The obvious parallel here is Michael Jordan's legendary Flu game. On June 11th, 1997, playing with a bout of stomach flu so severe that he often needed to be supported, or even outright carried, to the bench, locker room, etc. MJ played 44 minutes, scored 38 points, including the game winning 3 pointer with less than 30 seconds remaining, and also pulled down 7 boards and 5 assists. In a career filled with memorable moments of domination, Jordan never came close, before or after, to appearing so vulnerable while still being so good. It's a moment so memorable that 15 years later, Gatorade has made it the pinnacle of one of their new TV spots.
This isn't the NBA Finals. Kobe Bryant is not Michael Jordan, and does not want to be. There was a time, earlier in his career, when it seemed like Kobe was determined to do everything in the same way that Jordan did it, but that time has long since passed. Kobe is now quite clearly his own man as a basketball player, and he's done plenty of things that Jordan never did. That's not to say he's a better player than Jordan; no matter how you slice it, Kobe still has a lot of work to do for that even to be a reasonable debate, but the point is that he's no longer emulating Jordan's style, if indeed he ever did.

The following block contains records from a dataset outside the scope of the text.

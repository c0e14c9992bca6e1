//! Backend selection.

use std::path::PathBuf;
use std::sync::Arc;

use serde::{Deserialize, Serialize};

use crate::backend::FilesystemBackend;
use crate::ephemeral::EphemeralBackend;
use crate::error::{FsError, Result};
use crate::persistent::{default_storage_root, PersistentBackend};

/// Which backend to construct.
///
/// ```rust
/// use resfs_vfs::BackendConfig;
///
/// let config: BackendConfig = serde_json::from_str(
///     r#"{ "kind": "persistent", "origin": "http://localhost:3000" }"#,
/// ).unwrap();
/// assert!(matches!(config, BackendConfig::Persistent { .. }));
/// ```
#[derive(Debug, Clone, Default, PartialEq, Eq, Serialize, Deserialize)]
#[serde(tag = "kind", rename_all = "snake_case")]
pub enum BackendConfig {
    /// In-memory, gone when the process exits.
    #[default]
    Ephemeral,
    /// On disk under `<storage_root>/<origin key>`.
    Persistent {
        /// Parent directory for all origins. Defaults to `<data dir>/resfs`.
        #[serde(default)]
        storage_root: Option<PathBuf>,
        origin: String,
    },
}

impl BackendConfig {
    /// Construct the configured backend.
    pub async fn open(&self) -> Result<Arc<dyn FilesystemBackend>> {
        match self {
            BackendConfig::Ephemeral => Ok(Arc::new(EphemeralBackend::new())),
            BackendConfig::Persistent {
                storage_root,
                origin,
            } => {
                let storage_root = match storage_root {
                    Some(root) => root.clone(),
                    None => default_storage_root().ok_or_else(|| FsError::StorageUnavailable {
                        message: "no data directory for this platform".to_string(),
                    })?,
                };
                let backend = PersistentBackend::open(storage_root, origin).await?;
                Ok(Arc::new(backend))
            }
        }
    }
}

But Kobe being the player that he is, rising in the face of adversity is exactly the kind of thing that might juice his desire. When he struggles with his shot, he shoots more. When his team is down 20, he tries harder (even though he was already trying hard in the first place). So you can bet if he's sick, if he's feeling like crap, if he's lacking energy, his natural response will be to kick things in to overdrive. It is for that reason that we can have no reasonable idea of what might happen in tonight's contest. He might try to push through and succeed, providing us with yet another legendary performance in a long list of them. He might try to play the hero and fail, providing us with yet another legendary example of his hubris. Or maybe I'm blowing this whole thing out of proportion and his will be the normal Kobe Bryant vintage.
But hey, if we're lucky, maybe we'll be hearing about this game in 15 years.